Thursday, May 04, 2017

Painting It Rainbow

During my first year at Woodland Park, I taught a five-year-old boy who was enthusiastic about volcanos. His interest was such that it infected his classmates. He had seen a vinegar and baking soda volcano at work and so we decided we would try to make one for ourselves. At the time, I had been working on a project with a paper mache artist and was keen to try out the technique with the kids.

I've detailed the process here on the blog, but essentially we started with a 2 liter soda bottle, put it on a base, made a framework of masking tape, mixed flour and water into a paste, then ripped up some grocery bags to use as our medium. It was an absorbing process, one that took several days as we added layer upon layer. When we were done, we felt it looked a little plain so we decided we ought to paint it.
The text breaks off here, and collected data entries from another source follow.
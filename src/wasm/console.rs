//! `log` backend that writes to the browser console.

use log::{Level, LevelFilter, Log, Metadata, Record};
use wasm_bindgen::JsValue;
use web_sys::console;

struct ConsoleLogger;

static LOGGER: ConsoleLogger = ConsoleLogger;

impl Log for ConsoleLogger {
    fn enabled(&self, metadata: &Metadata) -> bool {
        metadata.level() <= log::max_level()
    }

    fn log(&self, record: &Record) {
        if !self.enabled(record.metadata()) {
            return;
        }
        let line = JsValue::from_str(&format!("[{}] {}", record.target(), record.args()));
        match record.level() {
            Level::Error => console::error_1(&line),
            Level::Warn => console::warn_1(&line),
            Level::Info => console::info_1(&line),
            Level::Debug | Level::Trace => console::debug_1(&line),
        }
    }

    fn flush(&self) {}
}

/// Install the console logger. Later calls only adjust the level.
pub fn init(level: LevelFilter) {
    if log::set_logger(&LOGGER).is_err() {
        console::debug_1(&"logger already installed".into());
    }
    log::set_max_level(level);
}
Our volcano enthusiast informed us that volcanos are brown, but his friends had other ideas. One thought it ought to be purple, another red, and yet another pink. We had a healthy debate about the virtues of each until someone had the idea to settle the matter by "painting it rainbow." This compromise was immediately adopted by all of the kids, excepting our expert, who continued to grumpily insist that it had to be brown, but he apparently accepted the concept of majority rule even if he wasn't happy about it. We broke out paint cups filled with primary and secondary colors, then went to town, creating swirly, rainbow-y flanks. Then, in the moments after the rest of us had turned away to let the thing dry, our enthusiast took a brush and, in a matter of seconds, feverishly blended our rainbow into a brown mess. Even as the rest of us complained, he remained delighted.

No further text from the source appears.